1. Data Preparation

In [1]:
import pandas as pd
from sklearn.model_selection import train_test_split

# Load data from files
with open('data/positive-reviews.txt', 'r', encoding='utf-8') as pos_file:
    positive_reviews = pos_file.readlines()

with open('data/negative-reviews.txt', 'r', encoding='utf-8') as neg_file:
    negative_reviews = neg_file.readlines()

# Split data into training (80%) and testing (20%) sets
train_pos, test_pos = train_test_split(positive_reviews, test_size=0.2, random_state=42)
train_neg, test_neg = train_test_split(negative_reviews, test_size=0.2, random_state=42)

# Combine positive and negative reviews for training and testing
def create_dataset(positive, negative):
    data = pd.DataFrame({
        'review': positive + negative,
        'label': [1] * len(positive) + [0] * len(negative)  # 1 for positive, 0 for negative
    })
    return data

train_data = create_dataset(train_pos, train_neg)
test_data = create_dataset(test_pos, test_neg)

# Save data to CSV files for later use (optional)
train_data.to_csv('data/train_data.csv', index=False)
test_data.to_csv('data/test_data.csv', index=False)

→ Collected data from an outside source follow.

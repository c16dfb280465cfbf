use rand::rngs::StdRng;
use rand::{Rng, SeedableRng};
use tracing::trace;

use lobber_domain::Note;

/// Draws notes uniformly while never repeating the previous symbol.
pub struct NoteSelector {
    rng: StdRng,
}

impl NoteSelector {
    pub fn new() -> Self {
        Self {
            rng: StdRng::from_os_rng(),
        }
    }

    pub fn seeded(seed: u64) -> Self {
        Self {
            rng: StdRng::seed_from_u64(seed),
        }
    }

    /// Returns `None` only for an empty active set. When no note differs from
    /// `previous` the first note is returned rather than resampling forever.
    pub fn next(&mut self, active: &[Note], previous: &Note) -> Option<Note> {
        let first = *active.first()?;
        if active.iter().all(|note| note.same_symbol(previous)) {
            return Some(first);
        }
        let mut draws = 0u32;
        loop {
            draws += 1;
            let candidate = active[self.rng.random_range(0..active.len())];
            if !candidate.same_symbol(previous) {
                trace!(draws, symbol = candidate.symbol, "selected note");
                return Some(candidate);
            }
        }
    }
}

impl Default for NoteSelector {
    fn default() -> Self {
        Self::new()
    }
}

#[cfg(test)]
mod tests {
    use super::*;
    use lobber_domain::{active_notes, find_note, NoteGroup, Settings};

    #[test]
    fn never_repeats_previous_symbol() {
        let notes = active_notes(&Settings::default());
        let mut selector = NoteSelector::seeded(7);
        let mut previous = Note::default();
        for _ in 0..2_000 {
            let next = selector.next(&notes, &previous).unwrap();
            assert_ne!(next.symbol, previous.symbol);
            previous = next;
        }
    }

    #[test]
    fn two_note_set_alternates() {
        let notes = vec![find_note("C").unwrap(), find_note("D").unwrap()];
        let mut selector = NoteSelector::seeded(1);
        let mut previous = notes[0];
        for _ in 0..50 {
            let next = selector.next(&notes, &previous).unwrap();
            assert_ne!(next, previous);
            previous = next;
        }
    }

    #[test]
    fn singleton_set_returns_immediately() {
        let only = find_note("F#").unwrap();
        let mut selector = NoteSelector::seeded(3);
        assert_eq!(selector.next(&[only], &only), Some(only));
        assert_eq!(selector.next(&[only, only], &only), Some(only));
    }

    #[test]
    fn singleton_differing_from_previous_is_returned() {
        let only = find_note("Bb").unwrap();
        let mut selector = NoteSelector::seeded(3);
        assert_eq!(selector.next(&[only], &Note::default()), Some(only));
    }

    #[test]
    fn empty_set_yields_none() {
        let mut selector = NoteSelector::seeded(0);
        assert_eq!(selector.next(&[], &Note::default()), None);
    }

    #[test]
    fn every_active_note_is_eventually_drawn() {
        let notes = NoteGroup::Flat.notes();
        let mut selector = NoteSelector::seeded(42);
        let mut previous = Note::default();
        let mut seen = std::collections::HashSet::new();
        for _ in 0..500 {
            previous = selector.next(notes, &previous).unwrap();
            seen.insert(previous.symbol);
        }
        assert_eq!(seen.len(), notes.len());
    }
}
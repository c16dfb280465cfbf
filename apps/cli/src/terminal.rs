use std::io::{self, Write};

use lobber_domain::Note;
use lobber_tutor::Presenter;

const BAR_WIDTH: usize = 40;

/// Prints each note on its own line and redraws a progress bar beneath it.
pub struct TerminalPresenter<W> {
    out: W,
    drawn: Option<usize>,
}

impl TerminalPresenter<io::Stdout> {
    pub fn stdout() -> Self {
        Self::new(io::stdout())
    }
}

impl<W: Write + Send> TerminalPresenter<W> {
    pub fn new(out: W) -> Self {
        Self { out, drawn: None }
    }

    #[cfg(test)]
    fn into_inner(self) -> W {
        self.out
    }

    fn draw_bar(&mut self, filled: usize) {
        let bar = format!(
            "\r  [{}{}]",
            "#".repeat(filled),
            ".".repeat(BAR_WIDTH - filled)
        );
        let _ = self.out.write_all(bar.as_bytes());
        let _ = self.out.flush();
        self.drawn = Some(filled);
    }
}

impl<W: Write + Send> Presenter for TerminalPresenter<W> {
    fn show_note(&mut self, note: &Note) {
        if self.drawn.take().is_some() {
            let _ = writeln!(self.out);
        }
        let _ = writeln!(self.out, "  >> {:<3} ({})", note.symbol, note.group.label());
    }

    fn show_progress(&mut self, per_mille: u16) {
        let filled = usize::from(per_mille.min(1_000)) * BAR_WIDTH / 1_000;
        if self.drawn != Some(filled) {
            self.draw_bar(filled);
        }
    }

    fn show_running(&mut self, running: bool) {
        if self.drawn.take().is_some() {
            let _ = writeln!(self.out);
        }
        let message = if running {
            "-- lobbing notes (enter toggles, `help` lists commands) --"
        } else {
            "-- stopped; edit settings or press enter to start --"
        };
        let _ = writeln!(self.out, "{message}");
        let _ = self.out.flush();
    }
}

print("Training and testing datasets created successfully.")


Training and testing datasets created successfully.


2. Data Processing

In [2]:
import re
from nltk.corpus import stopwords
from nltk.stem import WordNetLemmatizer
import nltk

# Download required resources
nltk.download('stopwords')
nltk.download('wordnet')

# Set stopwords and lemmatizer
stop_words = set(stopwords.words('english'))
lemmatizer = WordNetLemmatizer()

def preprocess_review(review):
    words = re.findall(r'\w+', review.lower())  # Tokenize and lowercase
    words = [lemmatizer.lemmatize(word) for word in words if word not in stop_words]
    return words

def preprocess_data(data):
    return [preprocess_review(review) for review in data]



[nltk_data] Downloading package stopwords to
[nltk_data]     C:\Users\maste\AppData\Roaming\nltk_data...
[nltk_data]   Package stopwords is already up-to-date!
[nltk_data] Downloading package wordnet to
[nltk_data]     C:\Users\maste\AppData\Roaming\nltk_data...
[nltk_data]   Package wordnet is already up-to-date!


Step 3: Feature Extraction

In [3]:
import numpy as np
import re
import pandas as pd
from math import log
import chardet

# Detect encoding for the positive words file
with open('data/positive-words.txt', 'rb') as f:
    pos_encoding = chardet.detect(f.read())['encoding']

with open('data/negative-words.txt', 'rb') as f:
    neg_encoding = chardet.detect(f.read())['encoding']

# Load positive and negative words using the detected encoding
positive_words = set(open('data/positive-words.txt', encoding=pos_encoding).read().splitlines())
negative_words = set(open('data/negative-words.txt', encoding=neg_encoding).read().splitlines())

# Function to extract features from reviews
def extract_features(review):
    words = re.findall(r'\w+', review.lower())
    pos_count = sum(word in positive_words for word in words)
    neg_count = sum(word in negative_words for word in words)
    contains_no = int('no' in words)
    pronoun_count = sum(word in {'i', 'me', 'my', 'you', 'your'} for word in words)
    contains_exclamation = int('!' in review)
    review_length_log = log(len(words) + 1)
    return [pos_count, neg_count, contains_no, pronoun_count, contains_exclamation, round(review_length_log, 3)]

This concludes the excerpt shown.